La nuova classe mondializzata e l’aristocrazia del denaro

Fonte: Controinformazione

 

Come altre volte abbiamo rilevato, l’Europa e buona parte del mondo, da vari decenni, è caduta nella trappola del neoliberismo, imposto non come scienza economica ma come ideologia totalizzante, una sorta di teoria del tutto, che, grazie ad una massiccia manipolazione dei media, è riuscita a insinuarsi in ogni aspetto del sistema e della società attuale con la potenza di una religione.
Per effetto dell’imposizione di questa dottrina ideologica totalizzante, quale unico parametro di riferimento basato sulla preminenza del libero mercato e della libera circolazione dei capitali e delle merci, le élite sono riuscite a realizzare definitivamente il loro sempiterno progetto: dominare i popoli e le masse. Vedi: Neoliberismo e manipolazione di massa

 

Il sistema neoliberista e l’apertura illimitata dei mercati di capitali ha prodotto nel tempo la finanziarizzazione sempre più spinta di buona parte delle attività economiche, facilitata anche dallo sviluppo tecnologico dell’informatica e dal parallelo processo di globalizzazione dei mercati sempre più avanzato e favorito dai grandi organismi finanziari transnazionali.
La globalizzazione dei mercati ha legittimato la dittatura implacabile che questi esercitano sui governi e sui sistemi economici, vista la capacità degli stessi mercati di paralizzare le azioni di qualunque governo che volesse tentare di proteggere la propria moneta, il proprio livello di tassi di interesse e il proprio mercato borsistico dalle fluttuazioni speculative permanenti che spesso sono dirette ad ottenere il crollo subitaneo dei valore azionario di società quotate o di monete nazionali.
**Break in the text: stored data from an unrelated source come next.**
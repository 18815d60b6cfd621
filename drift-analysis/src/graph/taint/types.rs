//! Taint analysis types — sources, sinks, sanitizers, flows, labels.

use serde::{Deserialize, Serialize};

/// A taint source — where untrusted data enters the system.
#[derive(Debug, Clone, Serialize, Deserialize)]
pub struct TaintSource {
    /// File containing the source.
    pub file: String,
    /// Line number.
    pub line: u32,
    /// Column number.
    pub column: u32,
    /// The expression that introduces taint (e.g., "req.query").
    pub expression: String,
    /// Type of source.
    pub source_type: SourceType,
    /// Taint label assigned to this source.
    pub label: TaintLabel,
}

/// Classification of taint sources.
#[derive(Debug, Clone, Copy, PartialEq, Eq, Hash, Serialize, Deserialize)]
pub enum SourceType {
    /// HTTP request parameters, body, headers.
    UserInput,
    /// Environment variables.
    Environment,
    /// Database query results.
    Database,
    /// Network responses.
    Network,
    /// File system reads.
    FileSystem,
    /// Command line arguments.
    CommandLine,
    /// Deserialized data.
    Deserialization,
}

impl SourceType {
    pub fn name(&self) -> &'static str {
        match self {
            Self::UserInput => "user_input",
            Self::Environment => "environment",
            Self::Database => "database",
            Self::Network => "network",
            Self::FileSystem => "file_system",
            Self::CommandLine => "command_line",
            Self::Deserialization => "deserialization",
        }
    }
}

/// A taint sink — where tainted data could cause harm.
#[derive(Debug, Clone, Serialize, Deserialize)]
pub struct TaintSink {
    /// File containing the sink.
    pub file: String,
    /// Line number.
    pub line: u32,
    /// Column number.
    pub column: u32,
    /// The expression consuming tainted data (e.g., "db.query(sql)").
    pub expression: String,
    /// Type of sink (maps to CWE).
    pub sink_type: SinkType,
    /// Sanitizers required to make this sink safe.
    pub required_sanitizers: Vec<SanitizerType>,
}

/// 17 CWE-mapped sink types + Custom.
#[derive(Debug, Clone, Copy, PartialEq, Eq, Hash, Serialize, Deserialize)]
pub enum SinkType {
    /// SQL query execution — CWE-89.
    SqlQuery,
    /// OS command execution — CWE-78.
    OsCommand,
    /// Dynamic code execution — CWE-94.
    CodeExecution,
    /// File write operations — CWE-22.
    FileWrite,
    /// File read operations — CWE-22.
    FileRead,
    /// HTML output (XSS) — CWE-79.
    HtmlOutput,
    /// HTTP redirect — CWE-601.
    HttpRedirect,
    /// Server-side HTTP request (SSRF) — CWE-918.
    HttpRequest,
    /// Deserialization of untrusted data — CWE-502.
    Deserialization,
    /// LDAP query — CWE-90.
    LdapQuery,
    /// XPath query — CWE-643.
    XpathQuery,
    /// Template rendering — CWE-1336.
    TemplateRender,
    /// Log output (log injection) — CWE-117.
    LogOutput,
    /// HTTP header injection — CWE-113.
    HeaderInjection,
    /// Regex construction (ReDoS) — CWE-1333.
    RegexConstruction,
    /// XML parsing (XXE) — CWE-611.
    XmlParsing,
    /// File upload — CWE-434.
    FileUpload,
    /// Custom sink with user-defined CWE.
    Custom(u32),
}

impl SinkType {
    /// Get the CWE ID for this sink type.
    pub fn cwe_id(&self) -> Option<u32> {
        match self {
            Self::SqlQuery => Some(89),
            Self::OsCommand => Some(78),
            Self::CodeExecution => Some(94),
            Self::FileWrite => Some(22),
            Self::FileRead => Some(22),
            Self::HtmlOutput => Some(79),
            Self::HttpRedirect => Some(601),
            Self::HttpRequest => Some(918),
            Self::Deserialization => Some(502),
            Self::LdapQuery => Some(90),
            Self::XpathQuery => Some(643),
            Self::TemplateRender => Some(1336),
            Self::LogOutput => Some(117),
            Self::HeaderInjection => Some(113),
            Self::RegexConstruction => Some(1333),
            Self::XmlParsing => Some(611),
            Self::FileUpload => Some(434),
            Self::Custom(id) => Some(*id),
        }
    }

    /// Human-readable name.
    pub fn name(&self) -> &'static str {
        match self {
            Self::SqlQuery => "sql_query",
            Self::OsCommand => "os_command",
            Self::CodeExecution => "code_execution",
            Self::FileWrite => "file_write",
            Self::FileRead => "file_read",
            Self::HtmlOutput => "html_output",
            Self::HttpRedirect => "http_redirect",
            Self::HttpRequest => "http_request",
            Self::Deserialization => "deserialization",
            Self::LdapQuery => "ldap_query",
            Self::XpathQuery => "xpath_query",
            Self::TemplateRender => "template_render",
            Self::LogOutput => "log_output",
            Self::HeaderInjection => "header_injection",
            Self::RegexConstruction => "regex_construction",
            Self::XmlParsing => "xml_parsing",
            Self::FileUpload => "file_upload",
            Self::Custom(_) => "custom",
        }
    }

    /// All built-in sink types.
    pub fn all_builtin() -> &'static [SinkType] {
        &[
            Self::SqlQuery, Self::OsCommand, Self::CodeExecution,
            Self::FileWrite, Self::FileRead, Self::HtmlOutput,
            Self::HttpRedirect, Self::HttpRequest, Self::Deserialization,
            Self::LdapQuery, Self::XpathQuery, Self::TemplateRender,
            Self::LogOutput, Self::HeaderInjection, Self::RegexConstruction,
            Self::XmlParsing, Self::FileUpload,
        ]
    }
}

impl std::fmt::Display for SinkType {
    fn fmt(&self, f: &mut std::fmt::Formatter<'_>) -> std::fmt::Result {
        f.write_str(self.name())
    }
}

/// A taint sanitizer — neutralizes taint for specific sink types.
#[derive(Debug, Clone, Serialize, Deserialize)]
pub struct TaintSanitizer {
    /// File containing the sanitizer.
    pub file: String,
    /// Line number.
    pub line: u32,
    /// The sanitizer function/expression.
    pub expression: String,
    /// Type of sanitization performed.
    pub sanitizer_type: SanitizerType,
    /// Which taint labels this sanitizer neutralizes.
    pub labels_sanitized: Vec<SinkType>,
}

/// Types of sanitization.
#[derive(Debug, Clone, Copy, PartialEq, Eq, Hash, Serialize, Deserialize)]
pub enum SanitizerType {
    /// HTML escaping (prevents XSS).
    HtmlEscape,
    /// SQL parameterization (prevents SQLi).
    SqlParameterize,
    /// Shell escaping (prevents command injection).
    ShellEscape,
    /// Path validation (prevents path traversal).
    PathValidate,
    /// URL encoding.
    UrlEncode,
    /// Input validation (regex, allowlist).
    InputValidation,
    /// Type casting/conversion.
    TypeCast,
    /// Custom sanitizer.
    Custom,
}

impl SanitizerType {
    pub fn name(&self) -> &'static str {
        match self {
            Self::HtmlEscape => "html_escape",
            Self::SqlParameterize => "sql_parameterize",
            Self::ShellEscape => "shell_escape",
            Self::PathValidate => "path_validate",
            Self::UrlEncode => "url_encode",
            Self::InputValidation => "input_validation",
            Self::TypeCast => "type_cast",
            Self::Custom => "custom",
        }
    }
}

/// A taint label — tracks provenance through transformations.
#[derive(Debug, Clone, PartialEq, Eq, Hash, Serialize, Deserialize)]
pub struct TaintLabel {
    /// Unique identifier for this taint flow.
    pub id: u64,
    /// Source type that originated this taint.
    pub origin: SourceType,
    /// Whether this label has been sanitized.
    pub sanitized: bool,
    /// Sanitizers that have been applied.
    pub applied_sanitizers: Vec<SanitizerType>,
}

impl TaintLabel {
    /// Create a new unsanitized taint label.
    pub fn new(id: u64, origin: SourceType) -> Self {
        Self {
            id,
            origin,
            sanitized: false,
            applied_sanitizers: Vec::new(),
        }
    }

    /// Apply a sanitizer to this label.
    pub fn apply_sanitizer(&mut self, sanitizer: SanitizerType) {
        self.applied_sanitizers.push(sanitizer);
    }

    /// Mark as sanitized.
    pub fn mark_sanitized(&mut self) {
        self.sanitized = true;
    }

    /// Check if a specific sanitizer has been applied.
    pub fn has_sanitizer(&self, sanitizer: SanitizerType) -> bool {
        self.applied_sanitizers.contains(&sanitizer)
    }
}

/// A hop in a taint flow path.
#[derive(Debug, Clone, Serialize, Deserialize)]
pub struct TaintHop {
    /// File at this hop.
    pub file: String,
    /// Line at this hop.
    pub line: u32,
    /// Column at this hop.
    pub column: u32,
    /// Function name at this hop.
    pub function: String,
    /// Description of what happens at this hop.
    pub description: String,
}

/// A complete taint flow from source to sink.
#[derive(Debug, Clone, Serialize, Deserialize)]
pub struct TaintFlow {
    /// The taint source.
    pub source: TaintSource,
    /// The taint sink.
    pub sink: TaintSink,
    /// Intermediate hops in the flow.
    pub path: Vec<TaintHop>,
    /// Whether the flow is sanitized (no vulnerability).
    pub is_sanitized: bool,
    /// Sanitizers applied along the path.
    pub sanitizers_applied: Vec<TaintSanitizer>,
    /// CWE ID if this is a vulnerability.
    pub cwe_id: Option<u32>,
    /// Confidence score (0.0-1.0).
    pub confidence: f32,
}

impl TaintFlow {
    /// Check if this flow represents an actual vulnerability (unsanitized).
    pub fn is_vulnerability(&self) -> bool {
        !self.is_sanitized
    }

    /// Get the total path length (source + hops + sink).
    pub fn path_length(&self) -> usize {
        self.path.len() + 2 // +2 for source and sink
    }
}

/// Summary of taint analysis results.
#[derive(Debug, Clone, Default, Serialize, Deserialize)]
pub struct TaintAnalysisResult {
    /// All discovered taint flows.
    pub flows: Vec<TaintFlow>,
    /// Number of sources found.
    pub source_count: usize,
    /// Number of sinks found.
    pub sink_count: usize,
    /// Number of sanitizers found.
    pub sanitizer_count: usize,
    /// Number of unsanitized flows (vulnerabilities).
    pub vulnerability_count: usize,
    /// Analysis duration in microseconds.
    pub duration_us: u64,
}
Superfluo notare che “Il mercato” viene sentito, dai sostentori dell’ideologia neoliberista, come il “supremo regolatore” o il “giustiziere” che corregge gli errori dei governi che vogliono intervenire in forma diretta sull’economia dei propri paesi.
A smentire questo ruolo di “giustiziere” è intervenuta a suo tempo la crisi dei derivati subprime del 2007/2008 che ha prodotto la catastrofe bancaria ed il successivo periodo di recessione economica (il più lungo a memoria d’uomo). Una crisi causata dall’eccessivo ruolo di mano libera attribuito ai mercati ed alle banche che ha consentito a questi istituti di aprire alla più bieca speculazione e gettare sul mercato milioni di titoli tossici che hanno finito per generare la grave crisi che ha investito tutto il mondo occidentale per poi contagiare anche l’Asia e l’Estremo Oriente. In questo caso le non regole dei mercati aperti e della assoluta libertà di speculazione hanno giocato un ruolo nefasto sul sistema economico che si pretendeva “autoregolatore” sulla base delle teorie monetariste sostenute dagli apologeti del neoliberismo.

La libertà assoluta ottenuta dalle banche oltre allo sviluppo di tutte le tecniche finanziarie relative ai derivati ed “hedge funds”, ha comportato una esplosione dei fondi comuni di investimento in quasi tutto il mondo sottoposto ai dettami dell’ideologia liberista. In questo contesto i Fondi di Investimento hanno conquistato un ruolo preminente nella grande finanza internazionale ed il successo di questi fondi è stato considerevole. Già nel 2008, malgrado la crisi si calcolavano per la sola categoria del fondi indicizzati (che acquistano e vendono indici di Borsa) circa 2.000 fondi che gestivano 1.000 miliardi di dollari. Questo fenomeno dell’espansione dei fondi ha comportato la creazione di una nuova professione, quella di gestore di hedge funds per conto terzi (clienti che affidano i loro patrimoni) che dispongono di un potere contrattuale molto forte nei confronti di organismi pubblici, banche, istituzioni e governi, grazie alla possibilità di effettuare cospiqui investimenti.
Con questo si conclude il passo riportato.